Stored entries
-- -- --
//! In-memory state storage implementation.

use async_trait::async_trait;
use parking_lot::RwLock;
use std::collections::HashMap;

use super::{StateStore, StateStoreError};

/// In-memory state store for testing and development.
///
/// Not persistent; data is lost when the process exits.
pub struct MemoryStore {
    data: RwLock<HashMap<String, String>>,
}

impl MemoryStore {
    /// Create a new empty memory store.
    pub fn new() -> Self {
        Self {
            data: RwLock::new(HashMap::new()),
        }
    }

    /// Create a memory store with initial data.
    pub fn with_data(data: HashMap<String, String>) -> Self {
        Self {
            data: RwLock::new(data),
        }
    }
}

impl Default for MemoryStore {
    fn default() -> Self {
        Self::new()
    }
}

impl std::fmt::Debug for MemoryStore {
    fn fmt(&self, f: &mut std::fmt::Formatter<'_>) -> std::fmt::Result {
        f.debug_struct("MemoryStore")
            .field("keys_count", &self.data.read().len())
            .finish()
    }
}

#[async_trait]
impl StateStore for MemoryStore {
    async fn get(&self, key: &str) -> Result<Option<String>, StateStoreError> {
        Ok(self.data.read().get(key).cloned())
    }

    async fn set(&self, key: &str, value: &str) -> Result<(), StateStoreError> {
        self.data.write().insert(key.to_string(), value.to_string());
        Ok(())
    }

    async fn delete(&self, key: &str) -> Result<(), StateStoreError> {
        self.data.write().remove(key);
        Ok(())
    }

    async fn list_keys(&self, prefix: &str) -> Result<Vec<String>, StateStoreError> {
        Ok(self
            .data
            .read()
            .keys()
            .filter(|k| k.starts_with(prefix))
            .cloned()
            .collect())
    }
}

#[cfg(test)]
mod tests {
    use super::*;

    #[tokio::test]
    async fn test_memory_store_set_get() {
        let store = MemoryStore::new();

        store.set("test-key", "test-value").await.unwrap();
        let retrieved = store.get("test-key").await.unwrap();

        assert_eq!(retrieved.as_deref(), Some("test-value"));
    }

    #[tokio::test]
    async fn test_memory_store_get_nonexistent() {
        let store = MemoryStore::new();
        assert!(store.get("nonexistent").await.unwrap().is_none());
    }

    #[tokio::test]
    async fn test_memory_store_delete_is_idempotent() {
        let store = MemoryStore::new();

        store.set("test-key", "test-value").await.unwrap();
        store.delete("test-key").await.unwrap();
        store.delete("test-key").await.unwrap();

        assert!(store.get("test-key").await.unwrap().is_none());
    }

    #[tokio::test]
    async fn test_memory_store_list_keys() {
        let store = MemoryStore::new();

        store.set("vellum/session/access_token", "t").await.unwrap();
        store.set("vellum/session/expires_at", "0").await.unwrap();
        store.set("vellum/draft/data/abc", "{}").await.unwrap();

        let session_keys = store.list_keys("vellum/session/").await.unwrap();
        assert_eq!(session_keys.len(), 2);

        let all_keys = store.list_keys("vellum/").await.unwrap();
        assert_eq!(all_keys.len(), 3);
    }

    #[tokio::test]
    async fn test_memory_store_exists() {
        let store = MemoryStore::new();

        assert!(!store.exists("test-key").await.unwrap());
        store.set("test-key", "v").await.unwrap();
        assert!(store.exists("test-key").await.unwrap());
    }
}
-- -- --
Please restate the data word for word, every record included.

== Response to this task ==
//! In-memory state storage implementation.

use async_trait::async_trait;
use parking_lot::RwLock;
use std::collections::HashMap;

use super::{StateStore, StateStoreError};

/// In-memory state store for testing and development.
///
/// Not persistent; data is lost when the process exits.
pub struct MemoryStore {
    data: RwLock<HashMap<String, String>>,
}

impl MemoryStore {
    /// Create a new empty memory store.
    pub fn new() -> Self {
        Self {
            data: RwLock::new(HashMap::new()),
        }
    }

    /// Create a memory store with initial data.
    pub fn with_data(data: HashMap<String, String>) -> Self {
        Self {
            data: RwLock::new(data),
        }
    }
}

impl Default for MemoryStore {
    fn default() -> Self {
        Self::new()
    }
}

impl std::fmt::Debug for MemoryStore {
    fn fmt(&self, f: &mut std::fmt::Formatter<'_>) -> std::fmt::Result {
        f.debug_struct("MemoryStore")
            .field("keys_count", &self.data.read().len())
            .finish()
    }
}

#[async_trait]
impl StateStore for MemoryStore {
    async fn get(&self, key: &str) -> Result<Option<String>, StateStoreError> {
        Ok(self.data.read().get(key).cloned())
    }

    async fn set(&self, key: &str, value: &str) -> Result<(), StateStoreError> {
        self.data.write().insert(key.to_string(), value.to_string());
        Ok(())
    }

    async fn delete(&self, key: &str) -> Result<(), StateStoreError> {
        self.data.write().remove(key);
        Ok(())
    }

    async fn list_keys(&self, prefix: &str) -> Result<Vec<String>, StateStoreError> {
        Ok(self
            .data
            .read()
            .keys()
            .filter(|k| k.starts_with(prefix))
            .cloned()
            .collect())
    }
}

#[cfg(test)]
mod tests {
    use super::*;

    #[tokio::test]
    async fn test_memory_store_set_get() {
        let store = MemoryStore::new();

        store.set("test-key", "test-value").await.unwrap();
        let retrieved = store.get("test-key").await.unwrap();

        assert_eq!(retrieved.as_deref(), Some("test-value"));
    }

    #[tokio::test]
    async fn test_memory_store_get_nonexistent() {
        let store = MemoryStore::new();
        assert!(store.get("nonexistent").await.unwrap().is_none());
    }

    #[tokio::test]
    async fn test_memory_store_delete_is_idempotent() {
        let store = MemoryStore::new();

        store.set("test-key", "test-value").await.unwrap();
        store.delete("test-key").await.unwrap();
        store.delete("test-key").await.unwrap();

        assert!(store.get("test-key").await.unwrap().is_none());
    }

    #[tokio::test]
    async fn test_memory_store_list_keys() {
        let store = MemoryStore::new();

        store.set("vellum/session/access_token", "t").await.unwrap();
        store.set("vellum/session/expires_at", "0").await.unwrap();
        store.set("vellum/draft/data/abc", "{}").await.unwrap();

        let session_keys = store.list_keys("vellum/session/").await.unwrap();
        assert_eq!(session_keys.len(), 2);

        let all_keys = store.list_keys("vellum/").await.unwrap();
        assert_eq!(all_keys.len(), 3);
    }

    #[tokio::test]
    async fn test_memory_store_exists() {
        let store = MemoryStore::new();

        assert!(!store.exists("test-key").await.unwrap());
        store.set("test-key", "v").await.unwrap();
        assert!(store.exists("test-key").await.unwrap());
    }
}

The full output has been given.